> _GOAL OF THE EXERCISE_
Which lines of the records contain the word "stopped"? Show each of them.

> _DATA PROVIDED_
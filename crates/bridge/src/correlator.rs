//! Matches asynchronous responses to the requests that caused them.
//!
//! Every outbound request gets a fresh, monotonically increasing [`RequestId`] and a slot in the
//! pending table. A response resolves exactly one slot; anything that arrives for an id that is no
//! longer pending is stale and dropped.

use crate::{
    envelope::{RequestEnvelope, RequestId, ResponseEnvelope, ResponsePayload},
    error::BridgeError,
    state::ConnectionState,
    transport::Transport,
};
use alloy_primitives::ChainId;
use parking_lot::Mutex;
use serde_json::Value;
use std::{collections::HashMap, fmt, sync::Arc, time::Duration};
use tokio::{
    sync::oneshot,
    time::{Instant, timeout_at},
};

type Outcome = Result<Value, BridgeError>;

/// A request waiting for its response.
struct PendingRequest {
    method: String,
    /// Serialized envelope as handed to the transport.
    payload: String,
    created_at: Instant,
    tx: oneshot::Sender<Outcome>,
}

#[derive(Default)]
struct PendingTable {
    accepting: bool,
    /// Why the table stopped accepting requests.
    closed_with: Option<BridgeError>,
    next_id: RequestId,
    requests: HashMap<RequestId, PendingRequest>,
}

/// A request to hand to [`RequestCorrelator::dispatch`].
#[derive(Clone, Debug, PartialEq, Eq)]
pub struct OutboundRequest {
    pub method: String,
    pub params: Value,
    pub chain_id: Option<ChainId>,
    pub timeout: Option<Duration>,
}

impl OutboundRequest {
    pub fn new(method: impl Into<String>, params: Value) -> Self {
        Self { method: method.into(), params, chain_id: None, timeout: None }
    }

    pub fn with_chain_id(mut self, chain_id: Option<ChainId>) -> Self {
        self.chain_id = chain_id;
        self
    }

    /// Overrides the correlator's default timeout.
    pub fn with_timeout(mut self, timeout: Duration) -> Self {
        self.timeout = Some(timeout);
        self
    }
}

/// What happened to an inbound response.
#[derive(Clone, Debug, PartialEq, Eq)]
pub enum Resolution {
    /// The response completed the pending request for `method`.
    Delivered { method: String },
    /// The request was already resolved, timed out or torn down.
    Stale,
    /// The id was never handed out.
    Unknown,
}

/// Correlates responses with pending requests.
#[derive(Clone)]
pub struct RequestCorrelator {
    inner: Arc<CorrelatorInner>,
}

struct CorrelatorInner {
    transport: Arc<dyn Transport>,
    default_timeout: Duration,
    table: Mutex<PendingTable>,
}

impl RequestCorrelator {
    pub fn new(transport: Arc<dyn Transport>, default_timeout: Duration) -> Self {
        let table = PendingTable { next_id: 1, ..Default::default() };
        Self { inner: Arc::new(CorrelatorInner { transport, default_timeout, table: Mutex::new(table) }) }
    }

    /// Starts accepting requests. Ids continue from `sequence` if it is ahead of the current one.
    pub fn open(&self, sequence: RequestId) {
        let mut table = self.inner.table.lock();
        table.accepting = true;
        table.closed_with = None;
        table.next_id = table.next_id.max(sequence);
    }

    /// Stops accepting requests and fails everything in flight with `reason`.
    ///
    /// All pending requests are removed in one step, so none of them can be resolved afterwards.
    pub fn close(&self, reason: BridgeError) -> usize {
        let drained: Vec<_> = {
            let mut table = self.inner.table.lock();
            table.accepting = false;
            table.closed_with = Some(reason.clone());
            table.requests.drain().collect()
        };
        let count = drained.len();
        for (id, pending) in drained {
            trace!(target: "bridge::correlator", id, method = %pending.method, %reason, "failing pending request");
            let _ = pending.tx.send(Err(reason.clone()));
        }
        if count > 0 {
            debug!(target: "bridge::correlator", count, %reason, "failed pending requests");
        }
        count
    }

    pub fn is_open(&self) -> bool {
        self.inner.table.lock().accepting
    }

    /// The id the next request will get.
    pub fn next_id(&self) -> RequestId {
        self.inner.table.lock().next_id
    }

    pub fn pending_count(&self) -> usize {
        self.inner.table.lock().requests.len()
    }

    pub fn is_pending(&self, id: RequestId) -> bool {
        self.inner.table.lock().requests.contains_key(&id)
    }

    /// The serialized envelope of a pending request.
    pub fn pending_payload(&self, id: RequestId) -> Option<String> {
        self.inner.table.lock().requests.get(&id).map(|pending| pending.payload.clone())
    }

    /// Registers and sends a request, returning a handle to await its response.
    ///
    /// The request is in the pending table before the transport sees it, so a response can never
    /// overtake its registration.
    pub fn dispatch(&self, request: OutboundRequest) -> Result<PendingResponse, BridgeError> {
        let OutboundRequest { method, params, chain_id, timeout } = request;
        let timeout = timeout.unwrap_or(self.inner.default_timeout);

        let mut table = self.inner.table.lock();
        if !table.accepting {
            return Err(table
                .closed_with
                .clone()
                .unwrap_or(BridgeError::NotConnected(ConnectionState::Disconnected)));
        }

        let id = table.next_id;
        table.next_id += 1;

        let envelope = RequestEnvelope { request_id: id, method: method.clone(), params, chain_id };
        let payload = serde_json::to_string(&envelope).map_err(BridgeError::malformed)?;

        let (tx, rx) = oneshot::channel();
        let created_at = Instant::now();
        table.requests.insert(
            id,
            PendingRequest { method: method.clone(), payload: payload.clone(), created_at, tx },
        );
        trace!(target: "bridge::correlator", id, %method, "dispatching request");
        self.inner.transport.send(payload);
        drop(table);

        Ok(PendingResponse {
            id,
            timeout,
            deadline: created_at + timeout,
            rx,
            correlator: self.clone(),
        })
    }

    /// Dispatches a request and waits for its response.
    pub async fn request(&self, request: OutboundRequest) -> Result<Value, BridgeError> {
        self.dispatch(request)?.response().await
    }

    /// Routes a response to its pending request.
    pub fn resolve(&self, response: ResponseEnvelope) -> Resolution {
        let ResponseEnvelope { request_id, payload } = response;
        let pending = {
            let mut table = self.inner.table.lock();
            match table.requests.remove(&request_id) {
                Some(pending) => pending,
                None if request_id < table.next_id => {
                    debug!(target: "bridge::correlator", id = request_id, "dropping stale response");
                    return Resolution::Stale;
                }
                None => {
                    warn!(target: "bridge::correlator", id = request_id, "response for unknown request");
                    return Resolution::Unknown;
                }
            }
        };

        let outcome = match payload {
            ResponsePayload::Success(result) => Ok(result),
            ResponsePayload::Error(err) => {
                Err(BridgeError::Remote { code: err.code.code(), message: err.message.into_owned() })
            }
        };
        trace!(
            target: "bridge::correlator",
            id = request_id,
            method = %pending.method,
            elapsed = ?pending.created_at.elapsed(),
            ok = outcome.is_ok(),
            "resolved request"
        );
        // the caller may have stopped waiting
        let _ = pending.tx.send(outcome);
        Resolution::Delivered { method: pending.method }
    }

    fn forget(&self, id: RequestId) {
        self.inner.table.lock().requests.remove(&id);
    }
}

impl fmt::Debug for RequestCorrelator {
    fn fmt(&self, f: &mut fmt::Formatter<'_>) -> fmt::Result {
        let table = self.inner.table.lock();
        f.debug_struct("RequestCorrelator")
            .field("accepting", &table.accepting)
            .field("next_id", &table.next_id)
            .field("pending", &table.requests.len())
            .finish()
    }
}

/// Handle to a dispatched request.
///
/// Dropping it removes the request from the pending table; a late response is then stale.
#[must_use = "the request is abandoned when the handle is dropped"]
pub struct PendingResponse {
    id: RequestId,
    timeout: Duration,
    deadline: Instant,
    rx: oneshot::Receiver<Outcome>,
    correlator: RequestCorrelator,
}

impl PendingResponse {
    pub const fn id(&self) -> RequestId {
        self.id
    }

    /// Waits for the response until the request's deadline.
    pub async fn response(mut self) -> Result<Value, BridgeError> {
        match timeout_at(self.deadline, &mut self.rx).await {
            Ok(Ok(outcome)) => outcome,
            Ok(Err(_)) => Err(BridgeError::SessionTorndown),
            Err(_) => {
                debug!(target: "bridge::correlator", id = self.id, timeout = ?self.timeout, "request timed out");
                Err(BridgeError::RequestTimeout { id: self.id, timeout: self.timeout })
            }
        }
    }
}

impl Drop for PendingResponse {
    fn drop(&mut self) {
        self.correlator.forget(self.id);
    }
}

impl fmt::Debug for PendingResponse {
    fn fmt(&self, f: &mut fmt::Formatter<'_>) -> fmt::Result {
        f.debug_struct("PendingResponse").field("id", &self.id).field("timeout", &self.timeout).finish()
    }
}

> _OUTPUT BELOW_
    /// Why the table stopped accepting requests.
        // the caller may have stopped waiting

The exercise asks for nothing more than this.